DIRECTIONS =
From the records below, copy every line that contains the word "clone".

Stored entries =

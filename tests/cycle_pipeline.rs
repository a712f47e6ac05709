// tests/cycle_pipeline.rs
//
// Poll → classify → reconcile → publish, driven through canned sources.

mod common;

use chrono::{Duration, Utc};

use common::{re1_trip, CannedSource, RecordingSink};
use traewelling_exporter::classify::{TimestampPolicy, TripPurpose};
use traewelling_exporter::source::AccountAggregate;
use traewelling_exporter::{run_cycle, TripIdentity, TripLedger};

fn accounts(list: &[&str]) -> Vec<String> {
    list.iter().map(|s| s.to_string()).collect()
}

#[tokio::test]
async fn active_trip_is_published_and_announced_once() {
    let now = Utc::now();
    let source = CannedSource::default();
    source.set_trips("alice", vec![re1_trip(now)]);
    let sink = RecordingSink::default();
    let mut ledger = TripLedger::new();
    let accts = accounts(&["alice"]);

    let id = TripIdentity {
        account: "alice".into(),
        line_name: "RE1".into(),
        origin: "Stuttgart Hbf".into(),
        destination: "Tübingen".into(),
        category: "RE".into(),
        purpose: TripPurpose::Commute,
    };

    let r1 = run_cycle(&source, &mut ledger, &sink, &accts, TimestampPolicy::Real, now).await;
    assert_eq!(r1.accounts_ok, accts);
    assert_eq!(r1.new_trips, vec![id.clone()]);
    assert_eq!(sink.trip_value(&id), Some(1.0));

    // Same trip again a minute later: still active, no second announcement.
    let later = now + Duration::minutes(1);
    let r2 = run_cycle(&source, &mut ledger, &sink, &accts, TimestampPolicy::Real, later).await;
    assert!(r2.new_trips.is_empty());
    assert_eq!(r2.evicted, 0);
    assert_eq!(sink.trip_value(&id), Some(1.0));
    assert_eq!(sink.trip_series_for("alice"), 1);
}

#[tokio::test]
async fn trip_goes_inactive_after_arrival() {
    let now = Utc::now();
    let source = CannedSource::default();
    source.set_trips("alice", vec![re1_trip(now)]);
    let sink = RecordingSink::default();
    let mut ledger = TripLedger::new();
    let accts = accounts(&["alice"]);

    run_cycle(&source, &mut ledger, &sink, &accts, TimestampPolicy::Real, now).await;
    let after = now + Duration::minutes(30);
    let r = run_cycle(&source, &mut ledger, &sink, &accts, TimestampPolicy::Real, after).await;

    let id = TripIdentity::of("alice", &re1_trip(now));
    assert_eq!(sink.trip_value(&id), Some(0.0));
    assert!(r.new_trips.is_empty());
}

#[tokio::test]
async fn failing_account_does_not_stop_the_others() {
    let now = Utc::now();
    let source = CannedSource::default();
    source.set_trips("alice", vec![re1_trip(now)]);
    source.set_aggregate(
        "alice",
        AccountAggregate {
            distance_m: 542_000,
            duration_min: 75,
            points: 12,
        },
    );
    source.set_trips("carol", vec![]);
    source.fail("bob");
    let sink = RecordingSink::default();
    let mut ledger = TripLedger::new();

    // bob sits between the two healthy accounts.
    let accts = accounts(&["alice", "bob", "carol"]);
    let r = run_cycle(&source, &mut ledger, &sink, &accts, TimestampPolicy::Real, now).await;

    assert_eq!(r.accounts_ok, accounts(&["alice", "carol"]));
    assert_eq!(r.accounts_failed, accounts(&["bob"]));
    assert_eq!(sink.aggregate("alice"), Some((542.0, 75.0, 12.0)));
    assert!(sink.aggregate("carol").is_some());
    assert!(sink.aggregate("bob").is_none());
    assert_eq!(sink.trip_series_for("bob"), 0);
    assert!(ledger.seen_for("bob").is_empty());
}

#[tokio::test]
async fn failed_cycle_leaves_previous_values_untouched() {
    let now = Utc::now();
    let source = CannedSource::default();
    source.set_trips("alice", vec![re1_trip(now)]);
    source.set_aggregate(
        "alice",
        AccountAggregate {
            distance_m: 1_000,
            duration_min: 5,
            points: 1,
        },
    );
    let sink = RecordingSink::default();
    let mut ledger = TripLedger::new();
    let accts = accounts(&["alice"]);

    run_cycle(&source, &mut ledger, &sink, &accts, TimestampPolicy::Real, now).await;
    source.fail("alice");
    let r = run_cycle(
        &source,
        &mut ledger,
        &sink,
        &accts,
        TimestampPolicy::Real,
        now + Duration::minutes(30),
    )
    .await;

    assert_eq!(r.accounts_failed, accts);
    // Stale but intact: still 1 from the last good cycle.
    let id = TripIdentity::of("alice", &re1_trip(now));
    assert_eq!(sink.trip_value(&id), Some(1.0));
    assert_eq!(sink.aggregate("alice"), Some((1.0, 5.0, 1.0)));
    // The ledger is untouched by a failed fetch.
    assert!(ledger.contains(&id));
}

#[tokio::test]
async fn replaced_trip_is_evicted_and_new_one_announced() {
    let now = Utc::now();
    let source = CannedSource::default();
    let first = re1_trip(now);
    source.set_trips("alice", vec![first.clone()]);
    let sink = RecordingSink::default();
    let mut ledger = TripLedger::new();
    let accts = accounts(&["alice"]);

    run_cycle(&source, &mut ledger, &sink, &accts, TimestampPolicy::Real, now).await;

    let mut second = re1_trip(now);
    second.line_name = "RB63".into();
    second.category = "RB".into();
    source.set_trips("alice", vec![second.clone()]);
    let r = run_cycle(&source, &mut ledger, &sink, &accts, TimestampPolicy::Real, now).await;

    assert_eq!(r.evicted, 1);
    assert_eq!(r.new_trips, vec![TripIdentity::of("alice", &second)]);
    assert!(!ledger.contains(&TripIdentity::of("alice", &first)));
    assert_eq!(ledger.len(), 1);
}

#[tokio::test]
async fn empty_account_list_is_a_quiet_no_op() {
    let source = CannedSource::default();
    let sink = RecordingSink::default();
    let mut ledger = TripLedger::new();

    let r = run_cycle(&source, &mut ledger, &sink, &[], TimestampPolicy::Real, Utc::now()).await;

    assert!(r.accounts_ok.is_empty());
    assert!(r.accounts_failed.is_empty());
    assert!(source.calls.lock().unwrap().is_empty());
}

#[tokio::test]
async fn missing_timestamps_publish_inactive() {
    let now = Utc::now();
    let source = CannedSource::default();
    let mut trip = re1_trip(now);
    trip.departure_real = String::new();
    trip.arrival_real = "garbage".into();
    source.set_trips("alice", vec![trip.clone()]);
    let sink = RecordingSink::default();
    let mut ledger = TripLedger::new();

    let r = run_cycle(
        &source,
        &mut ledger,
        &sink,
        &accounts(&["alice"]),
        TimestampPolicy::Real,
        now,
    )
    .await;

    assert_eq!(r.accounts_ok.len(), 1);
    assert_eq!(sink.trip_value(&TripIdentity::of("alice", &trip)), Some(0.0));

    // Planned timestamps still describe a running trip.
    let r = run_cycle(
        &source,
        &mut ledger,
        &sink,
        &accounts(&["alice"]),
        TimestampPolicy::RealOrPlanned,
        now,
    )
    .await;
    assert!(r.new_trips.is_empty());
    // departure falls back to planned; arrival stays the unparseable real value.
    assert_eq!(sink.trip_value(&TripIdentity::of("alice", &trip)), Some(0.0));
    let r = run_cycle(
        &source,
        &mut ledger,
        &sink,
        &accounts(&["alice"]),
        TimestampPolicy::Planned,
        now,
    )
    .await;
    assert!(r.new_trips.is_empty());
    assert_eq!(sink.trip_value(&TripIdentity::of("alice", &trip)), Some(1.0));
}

ANSWER FOR THE TASK =
    assert_eq!(r1.new_trips, vec![id.clone()]);
    source.set_trips("alice", vec![first.clone()]);
    source.set_trips("alice", vec![second.clone()]);
    source.set_trips("alice", vec![trip.clone()]);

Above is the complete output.